I appreciate Bill’s very good report. To be clear, though, my appeals haven’t completely run out.
Bishop Knestout has petitioned the Vatican to expel me from the priesthood. I am fighting the bishop’s petition, with the help of a canon lawyer.
Please pray. If you want to help me pay my canon lawyer, click HERE.
My friend Father James Altman of the diocese of La Crosse, Wisconsin, has now been suspended from sacred ministry, like myself.
Our cases are quite different. We have different personalities. I can’t say that I agree with everything my friend says. And he certainly doesn’t agree with everything I say or don’t say.
Be all that as it may, I found this part of his interview yesterday with John Henry Westen to be quite moving (starting at 15:15):
Father Altman and I have this much in common: We have suffered severe penalties without due process. What exactly did he do or say that required a suspension of his priestly ministry? What did I do or say? The authorities over us have never specified with any precision these “offenses,” for which we have been so severely punished.
That is not fair.
The Church is a mysterious web of relationships. By the grace and power of God, we parish priests form relationships with our people, and those relationships run very deep.
Under circumstances like this, any unilateral and arbitrary exercise of bureaucratic authority will inevitably wound peoples’ souls. Those wounds may never heal in this lifetime.
Parishioners in Rocky Mount and Martinsville speak of the parishes being “cursed” by what the bishop and his henchmen did here last spring. Now another parish in Wisconsin will have to live under a similar curse.
As I mentioned, I do not agree with everything that my friend Father Altman says. If I had been his parishioner, I would have disagreed with him on certain points, just like many of my parishioners have disagreed with me, over the years.

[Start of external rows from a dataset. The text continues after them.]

/// Errors reported while setting up rendering: descriptor validation, mesh construction and
/// asset loading. Once a draw call starts it cannot fail.
#[derive(Debug, thiserror::Error)]
pub enum Error {
    #[error("varying dimension {dim} exceeds bound {bound}")]
    VaryDimBound { dim: usize, bound: usize },
    #[error("attribute dimension {dim} must be in 1..={bound}")]
    AttrDimBound { dim: usize, bound: usize },
    #[error("varying dimension {dim} too small for {projection} projection, needs {needed}")]
    VaryDimTooSmall {
        dim: usize,
        needed: usize,
        projection: &'static str,
    },
    #[error("depth varying {index} is not a usable component of a {dim}-dimensional varying")]
    DepthIndex { index: usize, dim: usize },
    #[error("vertex count {count} exceeds bound {bound}")]
    VertNumBound { count: usize, bound: usize },
    #[error("vertex data of length {len} is not a multiple of attribute dimension {attr_dim}")]
    VertexData { len: usize, attr_dim: usize },
    #[error("vertex {index} out of range, mesh has {count} vertices")]
    VertexIndex { index: usize, count: usize },
    #[error("triangle {index} out of range, mesh has {count} triangles")]
    TriangleIndex { index: usize, count: usize },
    #[error("vertex {index} has {got} attributes, expected {expected}")]
    AttrLength {
        index: usize,
        got: usize,
        expected: usize,
    },
    #[error("mesh attribute dimension {mesh} does not match renderer attribute dimension {renderer}")]
    AttrDimMismatch { mesh: usize, renderer: usize },
    #[error("texture has zero size")]
    EmptyTexture,
    #[error("unknown pipeline: {0}")]
    UnknownPipeline(String),
    #[error("image error: {0}")]
    Image(#[from] image::ImageError),
    #[error("OBJ error: {0}")]
    Obj(#[from] obj::ObjError),
    #[error("IO error: {0}")]
    Io(#[from] std::io::Error),
}

pub type Result<T> = std::result::Result<T, Error>;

The Catholic Church has to be a place where people can disagree with each other and still receive the sacraments together, kneeling next to each other in peace and mutual love. Our minds simply do not comprehend the mystery that we share at the altar. So anyone who would propose to “police” the boundary lines has to tread lightly.
Also: there has to be room for us priests to be our individual selves.
When we priests have criticisms of managerial decisions made by our superiors in the chain-of-command, we have a right to voice those criticisms. Criticizing management decisions does not involve breaking communion with Holy Mother Church. The bishops ≠ Christ’s Church.
I don’t know the bishop of La Crosse, Wisconsin. But it seems to me that he has made a power play that will wound a lot of people, without any real benefit coming from it.
A year and a half ago, I begged Bishop Knestout to leave me in peace. Just let me do my thing. If my blog posts are the work of a whack-job with a crazy ax to grind, so be it. You can show your strength as a leader by tolerating them. Ignoring them. In the end, the world ignores the work of whack-jobs.
He did not take my advice.
Whack-jobs vent their misguided spleens, and, in the end, the world takes no note of them. But when someone without power criticizes authority, and then authority turns around and punishes the critic arbitrarily, with a merciless power-play… That actually proves the criticism to have been valid in the first place.